Segment Open

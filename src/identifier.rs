//! Decoding and classification of stored workspace keys.

use crate::registry::RawEntry;
use serde::Serialize;
use std::path::{Path, PathBuf};

pub const REMOTE_PREFIX: &str = "vscode-remote://";
pub const FILE_PREFIX: &str = "file://";

/// Where a workspace lives, judged from its key.
#[derive(Debug, Clone, Copy, PartialEq, Eq, Hash, Serialize)]
#[serde(rename_all = "snake_case")]
pub enum Scheme {
    LocalPath,
    LocalFileUri,
    SshRemote,
    Unknown,
}

impl Scheme {
    pub fn is_local(self) -> bool {
        matches!(self, Scheme::LocalPath | Scheme::LocalFileUri)
    }
}

/// A decoded registry key.
///
/// `decoded_path` never contains percent escapes from the stored form. For
/// `file://` keys the prefix is removed; every other scheme keeps the whole
/// decoded text.
#[derive(Debug, Clone, PartialEq, Eq, Serialize)]
pub struct Identifier {
    raw: RawEntry,
    scheme: Scheme,
    decoded_path: String,
}

impl Identifier {
    pub fn decode(raw: RawEntry) -> Self {
        let decoded = percent_decode(raw.as_str());
        let scheme = classify(&decoded);
        let decoded_path = match scheme {
            Scheme::LocalFileUri => decoded[FILE_PREFIX.len()..].to_string(),
            _ => decoded,
        };
        Self {
            raw,
            scheme,
            decoded_path,
        }
    }

    pub fn raw(&self) -> &RawEntry {
        &self.raw
    }

    pub fn scheme(&self) -> Scheme {
        self.scheme
    }

    pub fn decoded_path(&self) -> &str {
        &self.decoded_path
    }
}

impl From<&str> for Identifier {
    fn from(raw: &str) -> Self {
        Self::decode(RawEntry::new(raw))
    }
}

/// Undo RFC 3986 percent-encoding. Invalid UTF-8 sequences are replaced
/// rather than rejected so every key still yields a name.
pub fn percent_decode(raw: &str) -> String {
    String::from_utf8_lossy(&urlencoding::decode_binary(raw.as_bytes())).into_owned()
}

fn classify(decoded: &str) -> Scheme {
    if decoded.starts_with(REMOTE_PREFIX) {
        Scheme::SshRemote
    } else if decoded.starts_with(FILE_PREFIX) {
        Scheme::LocalFileUri
    } else if looks_like_path(decoded) {
        Scheme::LocalPath
    } else {
        Scheme::Unknown
    }
}

fn looks_like_path(text: &str) -> bool {
    if text.contains("://") {
        return false;
    }
    text.starts_with('~') || Path::new(text).is_absolute()
}

/// Check that a local workspace still exists. Remote and unknown keys have
/// nothing to check and always pass.
pub fn validate(identifier: &Identifier, home: Option<&Path>) -> bool {
    if !identifier.scheme.is_local() {
        return true;
    }
    expand_home(&identifier.decoded_path, home).exists()
}

fn expand_home(path: &str, home: Option<&Path>) -> PathBuf {
    match (path.strip_prefix('~'), home) {
        (Some(""), Some(home)) => home.to_path_buf(),
        (Some(rest), Some(home)) if rest.starts_with('/') => home.join(&rest[1..]),
        _ => PathBuf::from(path),
    }
}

Segment Closed

EXERCISE AIM:
Your task is to restate, word for word, each line from the one that includes "and always pass." to the end of the records, with both ends included and nothing else.

RESULT:
/// nothing to check and always pass.
pub fn validate(identifier: &Identifier, home: Option<&Path>) -> bool {
    if !identifier.scheme.is_local() {
        return true;
    }
    expand_home(&identifier.decoded_path, home).exists()
}

fn expand_home(path: &str, home: Option<&Path>) -> PathBuf {
    match (path.strip_prefix('~'), home) {
        (Some(""), Some(home)) => home.to_path_buf(),
        (Some(rest), Some(home)) if rest.starts_with('/') => home.join(&rest[1..]),
        _ => PathBuf::from(path),
    }
}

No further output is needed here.